◆ WHAT TO WORK ON: Could you copy every line from the material below in which "ManageExtensions" appears?

◆ EXERCISE DATA:
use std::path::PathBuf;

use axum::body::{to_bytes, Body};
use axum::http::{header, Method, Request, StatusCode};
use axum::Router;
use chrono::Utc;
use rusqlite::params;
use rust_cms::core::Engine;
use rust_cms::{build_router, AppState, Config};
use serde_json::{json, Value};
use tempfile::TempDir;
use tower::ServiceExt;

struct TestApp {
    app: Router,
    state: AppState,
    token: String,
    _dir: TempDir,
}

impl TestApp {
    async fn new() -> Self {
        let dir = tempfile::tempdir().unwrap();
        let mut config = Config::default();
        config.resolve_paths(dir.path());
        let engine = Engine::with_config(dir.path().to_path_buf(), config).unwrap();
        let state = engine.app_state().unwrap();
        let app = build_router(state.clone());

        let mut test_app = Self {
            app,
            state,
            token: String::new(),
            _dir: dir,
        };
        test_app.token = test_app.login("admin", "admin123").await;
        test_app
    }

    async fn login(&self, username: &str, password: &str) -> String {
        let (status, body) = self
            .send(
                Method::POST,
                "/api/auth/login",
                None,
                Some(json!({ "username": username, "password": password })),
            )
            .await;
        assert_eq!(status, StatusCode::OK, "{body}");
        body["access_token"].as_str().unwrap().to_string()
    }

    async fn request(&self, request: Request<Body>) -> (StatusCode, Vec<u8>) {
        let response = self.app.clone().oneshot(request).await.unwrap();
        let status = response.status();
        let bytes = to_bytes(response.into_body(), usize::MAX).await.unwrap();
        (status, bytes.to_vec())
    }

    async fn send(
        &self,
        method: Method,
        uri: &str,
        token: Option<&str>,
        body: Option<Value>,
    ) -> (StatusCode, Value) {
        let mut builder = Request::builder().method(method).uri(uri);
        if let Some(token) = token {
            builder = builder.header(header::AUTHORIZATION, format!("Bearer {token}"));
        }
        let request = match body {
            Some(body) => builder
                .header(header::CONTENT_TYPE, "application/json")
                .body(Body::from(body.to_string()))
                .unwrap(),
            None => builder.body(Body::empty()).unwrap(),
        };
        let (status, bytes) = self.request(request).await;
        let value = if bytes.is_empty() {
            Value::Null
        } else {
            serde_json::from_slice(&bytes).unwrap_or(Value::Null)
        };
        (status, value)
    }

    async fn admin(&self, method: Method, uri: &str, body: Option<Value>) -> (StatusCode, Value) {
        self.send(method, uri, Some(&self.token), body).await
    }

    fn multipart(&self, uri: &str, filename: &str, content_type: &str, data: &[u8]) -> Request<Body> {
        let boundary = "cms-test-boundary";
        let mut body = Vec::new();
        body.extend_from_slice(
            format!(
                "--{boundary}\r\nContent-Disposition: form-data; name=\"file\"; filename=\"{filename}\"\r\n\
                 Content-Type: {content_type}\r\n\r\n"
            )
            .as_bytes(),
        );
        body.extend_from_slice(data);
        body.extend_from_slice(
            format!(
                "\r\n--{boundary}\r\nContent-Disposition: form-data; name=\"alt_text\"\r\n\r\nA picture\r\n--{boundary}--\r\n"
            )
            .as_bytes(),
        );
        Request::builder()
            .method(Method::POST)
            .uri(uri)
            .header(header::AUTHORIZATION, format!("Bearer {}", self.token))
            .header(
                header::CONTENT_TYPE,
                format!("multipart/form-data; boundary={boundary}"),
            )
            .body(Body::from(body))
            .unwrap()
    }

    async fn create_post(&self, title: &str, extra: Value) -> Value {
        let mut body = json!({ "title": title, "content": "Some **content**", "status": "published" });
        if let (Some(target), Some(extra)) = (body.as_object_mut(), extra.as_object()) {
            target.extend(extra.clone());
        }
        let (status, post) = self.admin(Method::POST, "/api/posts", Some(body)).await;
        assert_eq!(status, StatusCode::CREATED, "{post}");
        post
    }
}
==
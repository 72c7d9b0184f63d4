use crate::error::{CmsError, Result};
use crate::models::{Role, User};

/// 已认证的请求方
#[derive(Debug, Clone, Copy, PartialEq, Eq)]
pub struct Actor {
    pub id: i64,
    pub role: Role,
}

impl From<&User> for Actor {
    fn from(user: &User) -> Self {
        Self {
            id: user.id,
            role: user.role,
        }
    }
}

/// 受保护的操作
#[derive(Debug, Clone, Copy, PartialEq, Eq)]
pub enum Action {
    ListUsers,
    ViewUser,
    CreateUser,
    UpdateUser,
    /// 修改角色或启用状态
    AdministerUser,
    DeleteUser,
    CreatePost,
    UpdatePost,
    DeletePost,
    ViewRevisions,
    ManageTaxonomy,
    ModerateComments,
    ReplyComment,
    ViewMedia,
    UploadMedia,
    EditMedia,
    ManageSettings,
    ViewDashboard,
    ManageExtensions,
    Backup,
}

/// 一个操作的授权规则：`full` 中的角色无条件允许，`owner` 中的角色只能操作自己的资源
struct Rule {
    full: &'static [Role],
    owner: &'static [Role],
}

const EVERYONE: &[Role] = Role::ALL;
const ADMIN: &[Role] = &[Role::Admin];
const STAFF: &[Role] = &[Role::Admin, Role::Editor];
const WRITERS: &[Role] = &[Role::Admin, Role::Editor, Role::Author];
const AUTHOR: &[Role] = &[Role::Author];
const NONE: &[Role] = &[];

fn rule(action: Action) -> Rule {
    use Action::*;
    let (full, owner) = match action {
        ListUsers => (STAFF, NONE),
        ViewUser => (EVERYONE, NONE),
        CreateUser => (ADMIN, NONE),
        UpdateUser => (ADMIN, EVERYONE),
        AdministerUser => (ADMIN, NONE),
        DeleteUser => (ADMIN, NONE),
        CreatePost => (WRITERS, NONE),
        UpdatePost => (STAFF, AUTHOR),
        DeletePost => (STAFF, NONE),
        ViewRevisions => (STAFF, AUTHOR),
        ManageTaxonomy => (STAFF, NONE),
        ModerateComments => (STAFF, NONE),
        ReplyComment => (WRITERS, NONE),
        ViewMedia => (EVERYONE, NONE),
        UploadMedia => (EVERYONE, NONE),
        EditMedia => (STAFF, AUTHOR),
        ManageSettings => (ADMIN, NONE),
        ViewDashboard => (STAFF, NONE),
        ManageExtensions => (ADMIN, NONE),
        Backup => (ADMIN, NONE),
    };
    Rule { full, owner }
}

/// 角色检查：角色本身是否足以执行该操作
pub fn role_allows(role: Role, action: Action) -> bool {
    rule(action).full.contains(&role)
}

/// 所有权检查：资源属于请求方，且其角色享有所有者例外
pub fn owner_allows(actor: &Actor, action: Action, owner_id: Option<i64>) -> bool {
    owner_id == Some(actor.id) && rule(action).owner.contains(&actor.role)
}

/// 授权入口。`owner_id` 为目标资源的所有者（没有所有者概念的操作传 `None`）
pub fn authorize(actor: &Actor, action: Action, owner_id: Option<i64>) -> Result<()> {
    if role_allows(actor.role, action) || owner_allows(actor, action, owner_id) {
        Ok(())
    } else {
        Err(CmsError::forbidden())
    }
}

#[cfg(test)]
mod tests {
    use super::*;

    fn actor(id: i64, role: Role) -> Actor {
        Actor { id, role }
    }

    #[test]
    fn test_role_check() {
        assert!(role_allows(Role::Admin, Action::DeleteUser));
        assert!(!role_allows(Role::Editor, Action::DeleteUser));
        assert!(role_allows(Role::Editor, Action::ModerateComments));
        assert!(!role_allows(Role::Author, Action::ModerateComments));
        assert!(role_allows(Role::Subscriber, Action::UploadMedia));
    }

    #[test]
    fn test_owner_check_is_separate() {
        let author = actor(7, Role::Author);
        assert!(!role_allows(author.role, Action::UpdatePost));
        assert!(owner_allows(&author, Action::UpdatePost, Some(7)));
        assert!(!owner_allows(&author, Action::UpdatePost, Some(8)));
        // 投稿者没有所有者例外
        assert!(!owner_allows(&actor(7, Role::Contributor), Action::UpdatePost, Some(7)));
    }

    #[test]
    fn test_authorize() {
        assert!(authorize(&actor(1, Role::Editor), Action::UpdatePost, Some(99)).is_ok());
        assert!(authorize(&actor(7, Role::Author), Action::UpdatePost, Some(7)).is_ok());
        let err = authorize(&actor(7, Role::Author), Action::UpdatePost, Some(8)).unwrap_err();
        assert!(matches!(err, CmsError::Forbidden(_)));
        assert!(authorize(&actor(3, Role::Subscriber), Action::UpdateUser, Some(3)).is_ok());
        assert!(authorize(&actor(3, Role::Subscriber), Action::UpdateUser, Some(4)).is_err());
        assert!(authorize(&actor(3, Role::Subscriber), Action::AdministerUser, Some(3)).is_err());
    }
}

◆ RESPONSE:
    ManageExtensions,
        ManageExtensions => (ADMIN, NONE),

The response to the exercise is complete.